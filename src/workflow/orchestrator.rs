//! Prediction Workflow Orchestrator
//!
//! Drives one submission cycle: validate, predict, then look up similar
//! tracks. The dependent lookup runs with its own retry budget and its own
//! error slot; its failure never discards a prediction.
//!
//! Only one cycle is in flight at a time. The state lock is never held across
//! a network call.

use std::sync::{Mutex, MutexGuard};
use tracing::{info, instrument, warn};

use super::state::WorkflowState;
use crate::client::PredictionApi;
use crate::constants::{messages, workflow as wf_constants};
use crate::types::FeatureRecord;
use crate::validation::{ValidationResult, is_submittable, validate_all};

/// Result of a `submit` call
#[derive(Debug, Clone, PartialEq)]
pub enum SubmitOutcome {
    /// Another cycle is still running; nothing was done
    InProgress,
    /// Validation failed; no request was issued
    Blocked(ValidationResult),
    /// The cycle ran to completion; snapshot of the final state
    Finished(WorkflowState),
    /// The cycle was abandoned by a reset; its results were dropped
    Superseded,
}

pub struct WorkflowOrchestrator {
    api: PredictionApi,
    recommendations: usize,
    state: Mutex<WorkflowState>,
}

impl WorkflowOrchestrator {
    pub fn new(api: PredictionApi) -> Self {
        Self {
            api,
            recommendations: wf_constants::DEFAULT_RECOMMENDATIONS,
            state: Mutex::new(WorkflowState::new()),
        }
    }

    /// Set how many similar tracks to request, clamped to what the service
    /// honours.
    pub fn with_recommendations(mut self, count: usize) -> Self {
        self.recommendations = count.clamp(
            wf_constants::MIN_RECOMMENDATIONS,
            wf_constants::MAX_RECOMMENDATIONS,
        );
        self
    }

    pub fn recommendations(&self) -> usize {
        self.recommendations
    }

    pub fn api(&self) -> &PredictionApi {
        &self.api
    }

    /// Copy of the current state
    pub fn snapshot(&self) -> WorkflowState {
        self.lock().clone()
    }

    /// Return both stages to idle. Results of an in-flight cycle are dropped.
    pub fn reset(&self) {
        self.lock().reset();
        info!("Workflow reset");
    }

    /// Run one submission cycle for `record`.
    #[instrument(skip_all)]
    pub async fn submit(&self, record: &FeatureRecord) -> SubmitOutcome {
        let (cycle, features) = {
            let mut state = self.lock();
            if state.is_busy() {
                warn!(
                    primary = %state.primary,
                    similar = %state.similar,
                    "Submission rejected, a cycle is in flight"
                );
                return SubmitOutcome::InProgress;
            }

            match record.to_complete() {
                Some(features) if is_submittable(record) => (state.begin_cycle(), features),
                _ => {
                    let errors = validate_all(record);
                    info!(invalid_fields = errors.len(), "Submission blocked by validation");
                    state.block(messages::INCOMPLETE_SUBMISSION, errors.clone());
                    return SubmitOutcome::Blocked(errors);
                }
            }
        };
        info!(cycle, "Submitting prediction");

        let prediction = self.api.predict(&features).await;
        let proceed = match prediction {
            Ok(outcome) => {
                let applied = self.lock().prediction_succeeded(cycle, outcome);
                if applied {
                    info!(cycle, "Prediction ready, loading similar tracks");
                }
                applied
            }
            Err(failure) => {
                let applied = self.lock().prediction_failed(cycle, failure.to_string());
                if !applied {
                    return self.superseded(cycle);
                }
                info!(cycle, category = %failure.category, "Prediction failed");
                return SubmitOutcome::Finished(self.snapshot());
            }
        };
        if !proceed {
            return self.superseded(cycle);
        }

        let similar = self
            .api
            .similar_tracks(&features, self.recommendations)
            .await;
        let applied = match similar {
            Ok(tracks) => {
                let count = tracks.len();
                let applied = self.lock().similar_succeeded(cycle, tracks);
                if applied {
                    info!(cycle, count, "Similar tracks ready");
                }
                applied
            }
            Err(failure) => {
                let applied = self.lock().similar_failed(cycle, failure.to_string());
                if applied {
                    warn!(
                        cycle,
                        category = %failure.category,
                        "Similar tracks failed, prediction kept"
                    );
                }
                applied
            }
        };
        if !applied {
            return self.superseded(cycle);
        }

        SubmitOutcome::Finished(self.snapshot())
    }

    fn superseded(&self, cycle: u64) -> SubmitOutcome {
        info!(cycle, "Dropping results of an abandoned cycle");
        SubmitOutcome::Superseded
    }

    fn lock(&self) -> MutexGuard<'_, WorkflowState> {
        self.state.lock().unwrap_or_else(|poisoned| {
            tracing::error!("Workflow state lock poisoned, recovering");
            poisoned.into_inner()
        })
    }
}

+--

EXERCISE OBJECTIVE |
A word-for-word copy of the lines above from the one with "use crate::types::FeatureRecord;" through the one with "pub fn with_recommendations(mut", inclusive, is the only output wanted.

ANSWER SPACE |
use crate::types::FeatureRecord;
use crate::validation::{ValidationResult, is_submittable, validate_all};

/// Result of a `submit` call
#[derive(Debug, Clone, PartialEq)]
pub enum SubmitOutcome {
    /// Another cycle is still running; nothing was done
    InProgress,
    /// Validation failed; no request was issued
    Blocked(ValidationResult),
    /// The cycle ran to completion; snapshot of the final state
    Finished(WorkflowState),
    /// The cycle was abandoned by a reset; its results were dropped
    Superseded,
}

pub struct WorkflowOrchestrator {
    api: PredictionApi,
    recommendations: usize,
    state: Mutex<WorkflowState>,
}

impl WorkflowOrchestrator {
    pub fn new(api: PredictionApi) -> Self {
        Self {
            api,
            recommendations: wf_constants::DEFAULT_RECOMMENDATIONS,
            state: Mutex::new(WorkflowState::new()),
        }
    }

    /// Set how many similar tracks to request, clamped to what the service
    /// honours.
    pub fn with_recommendations(mut self, count: usize) -> Self {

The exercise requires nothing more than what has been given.